Collection entries:
_ _ _ _ _

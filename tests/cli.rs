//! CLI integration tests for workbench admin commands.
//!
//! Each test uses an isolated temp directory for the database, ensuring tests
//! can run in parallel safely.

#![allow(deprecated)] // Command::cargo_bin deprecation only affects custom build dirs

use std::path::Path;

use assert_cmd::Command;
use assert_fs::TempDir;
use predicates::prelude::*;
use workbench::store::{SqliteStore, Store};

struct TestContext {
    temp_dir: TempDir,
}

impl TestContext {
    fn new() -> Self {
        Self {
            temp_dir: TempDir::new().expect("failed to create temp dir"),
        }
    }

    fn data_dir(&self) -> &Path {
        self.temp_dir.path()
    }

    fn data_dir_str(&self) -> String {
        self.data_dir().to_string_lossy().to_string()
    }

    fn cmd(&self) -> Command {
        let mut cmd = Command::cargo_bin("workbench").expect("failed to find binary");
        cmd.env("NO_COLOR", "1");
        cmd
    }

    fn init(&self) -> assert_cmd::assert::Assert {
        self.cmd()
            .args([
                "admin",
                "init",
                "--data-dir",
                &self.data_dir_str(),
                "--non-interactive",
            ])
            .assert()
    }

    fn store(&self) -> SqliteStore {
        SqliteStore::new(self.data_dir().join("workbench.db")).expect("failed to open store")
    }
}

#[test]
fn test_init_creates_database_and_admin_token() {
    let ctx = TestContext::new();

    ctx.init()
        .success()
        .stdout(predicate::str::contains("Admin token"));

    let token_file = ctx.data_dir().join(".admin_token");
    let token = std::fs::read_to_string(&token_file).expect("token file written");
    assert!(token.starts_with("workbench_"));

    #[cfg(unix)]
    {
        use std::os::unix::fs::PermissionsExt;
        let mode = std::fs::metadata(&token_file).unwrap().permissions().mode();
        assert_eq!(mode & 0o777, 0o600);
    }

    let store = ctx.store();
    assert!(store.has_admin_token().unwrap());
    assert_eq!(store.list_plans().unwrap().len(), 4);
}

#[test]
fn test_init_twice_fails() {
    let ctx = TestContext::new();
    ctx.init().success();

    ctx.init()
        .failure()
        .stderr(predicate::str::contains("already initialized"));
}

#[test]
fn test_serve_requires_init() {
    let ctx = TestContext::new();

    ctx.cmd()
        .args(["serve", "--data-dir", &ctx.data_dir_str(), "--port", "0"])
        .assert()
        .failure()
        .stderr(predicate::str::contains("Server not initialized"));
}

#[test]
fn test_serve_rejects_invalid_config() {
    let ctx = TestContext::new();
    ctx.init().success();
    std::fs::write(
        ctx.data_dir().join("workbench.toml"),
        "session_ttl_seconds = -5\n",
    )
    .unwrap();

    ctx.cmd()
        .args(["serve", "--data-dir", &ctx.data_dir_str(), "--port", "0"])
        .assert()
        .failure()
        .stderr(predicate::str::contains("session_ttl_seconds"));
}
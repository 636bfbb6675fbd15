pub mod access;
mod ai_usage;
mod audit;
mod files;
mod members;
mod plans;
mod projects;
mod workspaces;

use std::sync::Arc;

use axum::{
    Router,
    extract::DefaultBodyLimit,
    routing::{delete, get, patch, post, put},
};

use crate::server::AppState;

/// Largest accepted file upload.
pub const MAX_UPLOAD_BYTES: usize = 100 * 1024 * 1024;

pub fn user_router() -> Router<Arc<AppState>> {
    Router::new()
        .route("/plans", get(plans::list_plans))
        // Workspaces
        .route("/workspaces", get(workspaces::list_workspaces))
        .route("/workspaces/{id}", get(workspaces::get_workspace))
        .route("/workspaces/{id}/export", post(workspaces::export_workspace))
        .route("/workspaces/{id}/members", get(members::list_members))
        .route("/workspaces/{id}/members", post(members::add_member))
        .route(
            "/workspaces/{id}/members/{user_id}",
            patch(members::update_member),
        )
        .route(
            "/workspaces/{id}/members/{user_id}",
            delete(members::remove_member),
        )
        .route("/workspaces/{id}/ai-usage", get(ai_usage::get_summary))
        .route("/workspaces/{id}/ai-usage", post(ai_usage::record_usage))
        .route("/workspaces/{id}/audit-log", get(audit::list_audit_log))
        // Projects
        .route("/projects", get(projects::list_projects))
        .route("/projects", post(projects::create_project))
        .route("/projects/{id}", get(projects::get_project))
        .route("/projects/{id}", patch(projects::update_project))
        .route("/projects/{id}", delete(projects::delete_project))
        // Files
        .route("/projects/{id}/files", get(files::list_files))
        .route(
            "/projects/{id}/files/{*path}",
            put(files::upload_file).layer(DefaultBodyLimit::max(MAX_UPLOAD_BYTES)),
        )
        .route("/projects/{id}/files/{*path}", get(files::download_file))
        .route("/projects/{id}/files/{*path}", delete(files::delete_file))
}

_ _ _ _ _

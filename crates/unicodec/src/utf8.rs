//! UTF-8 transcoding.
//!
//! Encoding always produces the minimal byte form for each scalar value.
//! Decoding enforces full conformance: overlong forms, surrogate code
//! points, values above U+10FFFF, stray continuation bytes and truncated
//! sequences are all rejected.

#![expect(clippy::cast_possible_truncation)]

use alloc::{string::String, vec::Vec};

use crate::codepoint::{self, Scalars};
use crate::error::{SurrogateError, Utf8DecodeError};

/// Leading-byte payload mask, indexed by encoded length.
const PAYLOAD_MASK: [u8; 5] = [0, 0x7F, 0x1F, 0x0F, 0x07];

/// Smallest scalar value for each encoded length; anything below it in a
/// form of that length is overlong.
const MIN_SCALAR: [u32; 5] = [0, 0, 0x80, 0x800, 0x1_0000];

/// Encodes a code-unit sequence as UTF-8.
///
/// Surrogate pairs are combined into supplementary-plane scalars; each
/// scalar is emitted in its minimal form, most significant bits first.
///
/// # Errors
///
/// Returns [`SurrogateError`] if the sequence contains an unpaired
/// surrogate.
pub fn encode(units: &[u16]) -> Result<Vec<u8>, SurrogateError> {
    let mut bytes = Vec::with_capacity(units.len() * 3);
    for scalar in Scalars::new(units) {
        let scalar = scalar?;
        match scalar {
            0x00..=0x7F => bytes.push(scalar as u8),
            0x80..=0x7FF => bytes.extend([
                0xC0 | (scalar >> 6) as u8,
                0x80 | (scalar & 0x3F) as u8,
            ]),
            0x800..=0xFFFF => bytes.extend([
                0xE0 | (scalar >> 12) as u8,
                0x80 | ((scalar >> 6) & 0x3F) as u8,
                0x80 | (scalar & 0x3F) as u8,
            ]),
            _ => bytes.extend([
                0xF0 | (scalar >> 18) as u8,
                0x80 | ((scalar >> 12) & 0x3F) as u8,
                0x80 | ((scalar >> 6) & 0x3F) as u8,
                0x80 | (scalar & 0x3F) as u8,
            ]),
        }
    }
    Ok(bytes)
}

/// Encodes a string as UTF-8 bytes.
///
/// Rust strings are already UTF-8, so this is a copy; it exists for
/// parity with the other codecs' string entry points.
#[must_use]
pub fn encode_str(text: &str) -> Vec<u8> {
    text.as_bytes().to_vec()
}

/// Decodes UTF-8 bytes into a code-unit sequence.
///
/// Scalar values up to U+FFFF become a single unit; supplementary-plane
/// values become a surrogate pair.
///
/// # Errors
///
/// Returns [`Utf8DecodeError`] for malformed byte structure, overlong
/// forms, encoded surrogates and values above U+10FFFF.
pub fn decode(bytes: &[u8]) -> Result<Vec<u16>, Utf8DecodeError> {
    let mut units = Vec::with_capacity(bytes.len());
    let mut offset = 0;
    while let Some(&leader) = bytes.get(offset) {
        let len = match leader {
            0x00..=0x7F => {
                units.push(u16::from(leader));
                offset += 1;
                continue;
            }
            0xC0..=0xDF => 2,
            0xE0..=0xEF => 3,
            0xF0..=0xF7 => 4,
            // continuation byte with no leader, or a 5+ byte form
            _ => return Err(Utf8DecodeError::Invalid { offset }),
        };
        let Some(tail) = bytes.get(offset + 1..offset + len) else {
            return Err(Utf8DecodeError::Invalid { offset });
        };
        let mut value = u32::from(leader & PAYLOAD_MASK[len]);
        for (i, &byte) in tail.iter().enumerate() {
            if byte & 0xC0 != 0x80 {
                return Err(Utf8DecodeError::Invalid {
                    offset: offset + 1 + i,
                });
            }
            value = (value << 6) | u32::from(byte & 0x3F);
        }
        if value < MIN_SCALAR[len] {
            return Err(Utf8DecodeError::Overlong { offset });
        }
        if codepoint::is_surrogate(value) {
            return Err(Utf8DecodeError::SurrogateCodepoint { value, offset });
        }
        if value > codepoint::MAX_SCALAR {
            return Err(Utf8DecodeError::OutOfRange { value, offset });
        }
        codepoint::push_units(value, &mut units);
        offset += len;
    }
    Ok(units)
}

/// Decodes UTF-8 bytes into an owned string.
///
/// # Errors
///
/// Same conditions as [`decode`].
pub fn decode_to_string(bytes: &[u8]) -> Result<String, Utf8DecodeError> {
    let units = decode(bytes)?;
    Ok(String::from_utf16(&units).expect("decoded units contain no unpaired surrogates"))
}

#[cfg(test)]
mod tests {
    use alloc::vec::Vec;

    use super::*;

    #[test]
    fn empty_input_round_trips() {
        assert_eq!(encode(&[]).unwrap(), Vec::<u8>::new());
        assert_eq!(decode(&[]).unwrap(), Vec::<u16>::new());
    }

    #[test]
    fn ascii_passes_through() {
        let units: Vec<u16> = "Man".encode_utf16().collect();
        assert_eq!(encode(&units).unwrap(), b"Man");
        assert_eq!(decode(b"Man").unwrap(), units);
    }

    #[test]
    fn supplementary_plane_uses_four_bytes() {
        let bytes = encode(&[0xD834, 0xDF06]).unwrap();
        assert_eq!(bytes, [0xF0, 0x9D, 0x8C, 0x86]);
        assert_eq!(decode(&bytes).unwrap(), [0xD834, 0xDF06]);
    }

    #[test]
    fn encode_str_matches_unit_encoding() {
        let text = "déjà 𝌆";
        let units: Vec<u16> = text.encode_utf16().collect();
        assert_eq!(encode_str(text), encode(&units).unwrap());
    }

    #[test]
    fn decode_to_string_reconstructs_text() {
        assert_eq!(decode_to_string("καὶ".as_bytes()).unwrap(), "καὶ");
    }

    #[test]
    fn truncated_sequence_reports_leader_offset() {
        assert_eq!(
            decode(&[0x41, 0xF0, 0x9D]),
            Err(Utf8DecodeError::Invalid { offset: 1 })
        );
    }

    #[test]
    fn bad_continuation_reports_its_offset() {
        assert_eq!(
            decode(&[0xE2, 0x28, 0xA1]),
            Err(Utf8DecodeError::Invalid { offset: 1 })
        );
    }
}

_ _ _ _ _

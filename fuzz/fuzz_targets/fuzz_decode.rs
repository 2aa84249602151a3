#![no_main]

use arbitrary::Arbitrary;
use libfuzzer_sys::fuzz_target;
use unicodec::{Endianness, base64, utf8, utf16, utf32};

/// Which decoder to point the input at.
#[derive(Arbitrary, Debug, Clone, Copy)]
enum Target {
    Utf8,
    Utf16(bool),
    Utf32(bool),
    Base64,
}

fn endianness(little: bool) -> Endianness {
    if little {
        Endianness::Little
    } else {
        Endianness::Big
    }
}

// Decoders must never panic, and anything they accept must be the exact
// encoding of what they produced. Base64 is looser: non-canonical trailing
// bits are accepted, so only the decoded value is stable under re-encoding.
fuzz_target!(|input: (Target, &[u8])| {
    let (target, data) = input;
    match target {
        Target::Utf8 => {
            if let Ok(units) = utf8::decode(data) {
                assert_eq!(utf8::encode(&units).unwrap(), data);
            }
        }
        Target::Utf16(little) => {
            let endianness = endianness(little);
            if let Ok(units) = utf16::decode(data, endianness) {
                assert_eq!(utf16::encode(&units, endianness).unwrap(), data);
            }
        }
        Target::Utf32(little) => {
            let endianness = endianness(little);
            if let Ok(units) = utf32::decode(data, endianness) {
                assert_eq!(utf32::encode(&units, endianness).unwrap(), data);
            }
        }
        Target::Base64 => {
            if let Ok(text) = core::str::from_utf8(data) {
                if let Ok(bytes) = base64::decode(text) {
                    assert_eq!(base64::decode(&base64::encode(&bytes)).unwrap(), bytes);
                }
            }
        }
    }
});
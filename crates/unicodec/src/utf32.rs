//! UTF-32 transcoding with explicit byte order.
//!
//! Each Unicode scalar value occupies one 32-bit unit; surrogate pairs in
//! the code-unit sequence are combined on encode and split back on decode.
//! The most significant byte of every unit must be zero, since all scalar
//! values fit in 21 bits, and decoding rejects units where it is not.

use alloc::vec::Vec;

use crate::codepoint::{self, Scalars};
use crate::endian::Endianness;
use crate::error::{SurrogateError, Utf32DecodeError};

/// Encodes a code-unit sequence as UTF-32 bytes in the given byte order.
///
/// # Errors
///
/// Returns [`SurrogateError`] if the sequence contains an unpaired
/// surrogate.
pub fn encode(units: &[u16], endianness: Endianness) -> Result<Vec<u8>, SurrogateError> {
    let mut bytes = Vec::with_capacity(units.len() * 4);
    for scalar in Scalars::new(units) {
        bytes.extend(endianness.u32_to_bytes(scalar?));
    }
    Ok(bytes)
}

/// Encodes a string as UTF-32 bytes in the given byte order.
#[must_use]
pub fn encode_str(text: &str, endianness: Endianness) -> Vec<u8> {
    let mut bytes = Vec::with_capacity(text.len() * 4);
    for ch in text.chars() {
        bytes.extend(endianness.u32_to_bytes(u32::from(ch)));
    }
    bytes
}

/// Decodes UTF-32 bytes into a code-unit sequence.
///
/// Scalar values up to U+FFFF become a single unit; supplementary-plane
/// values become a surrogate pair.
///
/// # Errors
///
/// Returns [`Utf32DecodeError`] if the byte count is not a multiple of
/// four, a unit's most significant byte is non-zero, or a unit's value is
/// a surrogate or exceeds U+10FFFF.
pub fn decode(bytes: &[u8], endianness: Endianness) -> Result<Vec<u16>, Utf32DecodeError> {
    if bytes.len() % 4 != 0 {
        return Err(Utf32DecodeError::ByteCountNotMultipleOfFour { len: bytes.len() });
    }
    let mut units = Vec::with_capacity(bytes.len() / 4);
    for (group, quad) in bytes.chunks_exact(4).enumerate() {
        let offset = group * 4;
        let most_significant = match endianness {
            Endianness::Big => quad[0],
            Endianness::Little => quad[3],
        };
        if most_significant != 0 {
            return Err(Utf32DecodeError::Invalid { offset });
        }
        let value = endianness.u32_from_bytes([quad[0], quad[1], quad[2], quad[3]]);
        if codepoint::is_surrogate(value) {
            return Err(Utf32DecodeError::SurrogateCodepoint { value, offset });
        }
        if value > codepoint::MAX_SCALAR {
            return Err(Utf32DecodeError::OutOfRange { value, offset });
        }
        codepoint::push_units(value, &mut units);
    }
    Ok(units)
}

_ _ _ _ _

» **WHAT YOU HAVE TO DO**
Check each line of the entries above, and show every one holding the word "only".

» **WRITTEN ANSWER**
#![allow(deprecated)] // Command::cargo_bin deprecation only affects custom build dirs
// bits are accepted, so only the decoded value is stable under re-encoding.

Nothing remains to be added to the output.